Department of Emergency Medicine, UT Medical Group, Memphis, TN, USA
1Washington State Toxicology Laboratory, University of Washington, Seattle, WA, USA
2San Francisco Medical Examiner, San Francisco, CA, USA

Cocaine half life has been previously reported to be 30-90 minutes in human volunteers and has been postulated to be accelerated by the presence of elevated temperatures. We report the half life of cocaine in patients presenting to an inner city emergency department (ED) for treatment of acute cocaine intoxication.

Blood for cocaine and metabolite concentrations was drawn as soon as feasible after arrival and at intervals thereafter and frozen immediately. Concentrations were determined by an extractive alkylation/GCMS procedure. The mean age of the patients was 24.4 ± 7.3 years; 2 were female, 8 were male. Two patients ingested crack, 2 were IV users, 1 insuflated, 2 smoked crack cocaine, one both smoked and ingested crack. Two patients were admitted to the ICU, two were admitted to floor beds and 6 patients were discharged from the ED. One patient died.

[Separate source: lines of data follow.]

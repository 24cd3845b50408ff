use crate::api::error::AppError;
use crate::models::{ProgressEvent, StoredFile};
use crate::services::notifier::{NotifyError, ProgressHub};
use crate::services::progress::{ProgressSink, ProgressStream};
use crate::services::storage::LocalStorage;
use axum::body::Body;
use axum::extract::multipart::{Field, MultipartError};
use axum::extract::Multipart;
use axum::http::StatusCode;
use std::sync::Arc;
use std::time::Duration;
use tokio::io::{AsyncWriteExt, BufWriter};
use tracing::Instrument;
use uuid::Uuid;

/// Lifecycle of one upload request once it has passed the auth gate.
///
/// Unauthenticated requests never get here; the gate answers them with a redirect.
#[derive(Debug, Clone, Copy, PartialEq, Eq)]
pub enum UploadState {
    Idle,
    Streaming,
    Completed,
    Failed,
}

/// Wires an instrumented request body to storage and to the progress hub.
pub struct UploadService {
    storage: Arc<LocalStorage>,
    hub: ProgressHub,
    sample_interval: Duration,
}

impl UploadService {
    pub fn new(storage: Arc<LocalStorage>, hub: ProgressHub, sample_interval: Duration) -> Self {
        Self {
            storage,
            hub,
            sample_interval,
        }
    }

    /// Wraps a raw request body so reading it publishes progress to every observer.
    ///
    /// `declared_length` is the request's Content-Length; without it no progress is
    /// reported.
    pub fn instrument_body(&self, body: Body, declared_length: Option<u64>) -> Body {
        let hub = self.hub.clone();
        let sink: ProgressSink = Arc::new(move |event: ProgressEvent| {
            hub.publish(event);
            Ok::<(), NotifyError>(())
        });

        Body::from_stream(ProgressStream::new(
            body.into_data_stream(),
            declared_length,
            self.sample_interval,
            sink,
        ))
    }

    /// Stores the first file field of the multipart body and returns it.
    ///
    /// On failure the partially written file is removed.
    pub async fn ingest(&self, mut multipart: Multipart) -> Result<StoredFile, AppError> {
        let upload_id = Uuid::new_v4();
        let span = tracing::info_span!("upload", id = %upload_id);

        async move {
            let mut state = UploadState::Idle;
            advance(&mut state, UploadState::Streaming);

            match self.receive(&mut multipart).await {
                Ok(file) => {
                    advance(&mut state, UploadState::Completed);
                    tracing::info!("📦 Stored {} ({} bytes)", file.name, file.size);
                    Ok(file)
                }
                Err(e) => {
                    advance(&mut state, UploadState::Failed);
                    tracing::error!("Upload failed: {}", e);
                    Err(e)
                }
            }
        }
        .instrument(span)
        .await
    }

    async fn receive(&self, multipart: &mut Multipart) -> Result<StoredFile, AppError> {
        let mut stored = None;

        while let Some(field) = multipart.next_field().await.map_err(multipart_error)? {
            let original_name = match field.file_name() {
                Some(name) if !name.is_empty() => name.to_string(),
                // Plain form fields and empty file inputs are skipped.
                _ => continue,
            };
            if stored.is_some() {
                tracing::debug!("Ignoring extra file field {:?}", field.name());
                continue;
            }

            let field_name = field
                .name()
                .filter(|n| !n.is_empty())
                .unwrap_or("file")
                .to_string();
            stored = Some(self.write_field(&field_name, &original_name, field).await?);
        }

        stored.ok_or_else(|| AppError::BadRequest("No file provided".to_string()))
    }

    async fn write_field(
        &self,
        field_name: &str,
        original_name: &str,
        mut field: Field<'_>,
    ) -> Result<StoredFile, AppError> {
        let dest = self.storage.resolve_destination(field_name, original_name)?;
        let file = self.storage.create_destination(&dest).await?;
        tracing::info!("Receiving {:?} into {}", original_name, dest.name);

        let mut writer = BufWriter::new(file);
        let mut size: u64 = 0;

        let result: Result<(), AppError> = async {
            while let Some(chunk) = field.chunk().await.map_err(multipart_error)? {
                size += chunk.len() as u64;
                writer.write_all(&chunk).await.map_err(|e| {
                    AppError::Internal(format!("Write to {} failed: {}", dest.name, e))
                })?;
            }
            writer.flush().await.map_err(|e| {
                AppError::Internal(format!("Flush of {} failed: {}", dest.name, e))
            })?;
            Ok(())
        }
        .await;

        // Closes the handle before any cleanup below.
        drop(writer);

        match result {
            Ok(()) => Ok(StoredFile {
                name: dest.name,
                size,
            }),
            Err(e) => {
                self.storage.discard(&dest.name).await;
                Err(e)
            }
        }
    }
}

fn advance(state: &mut UploadState, next: UploadState) {
    tracing::debug!("Upload state {:?} -> {:?}", state, next);
    *state = next;
}

fn multipart_error(e: MultipartError) -> AppError {
    if e.status() == StatusCode::PAYLOAD_TOO_LARGE {
        AppError::PayloadTooLarge("Request body exceeds the maximum allowed limit".to_string())
    } else {
        AppError::BadRequest(e.body_text())
    }
}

Pharmacokinetic modeling revealed that the half life for cocaine ranged between 64 and 93 minutes for all patients and the mean initial cocaine concentration was 0.606 ± 0.478 mg/L. Metabolite concentrations (mg/L) were as follows: Ecgonine methylester 0.471 ± 0.382, ecgonine 0.454 ± 0.387, and bezoylecgonine 2.047 ± 2.986. Cocaethylene was not detected in any patient and norcocaine was detected in 3 patients with a mean concentration of 0.261 ± 0.436. Route of administration, body temperature, initial concentration, degree of hydration and presence of other drugs did not have a clinically significant effect on cocaine clearance. In addition, cocaine concentrations varied widely and were not predictive of the severity of clinical findings or outcome.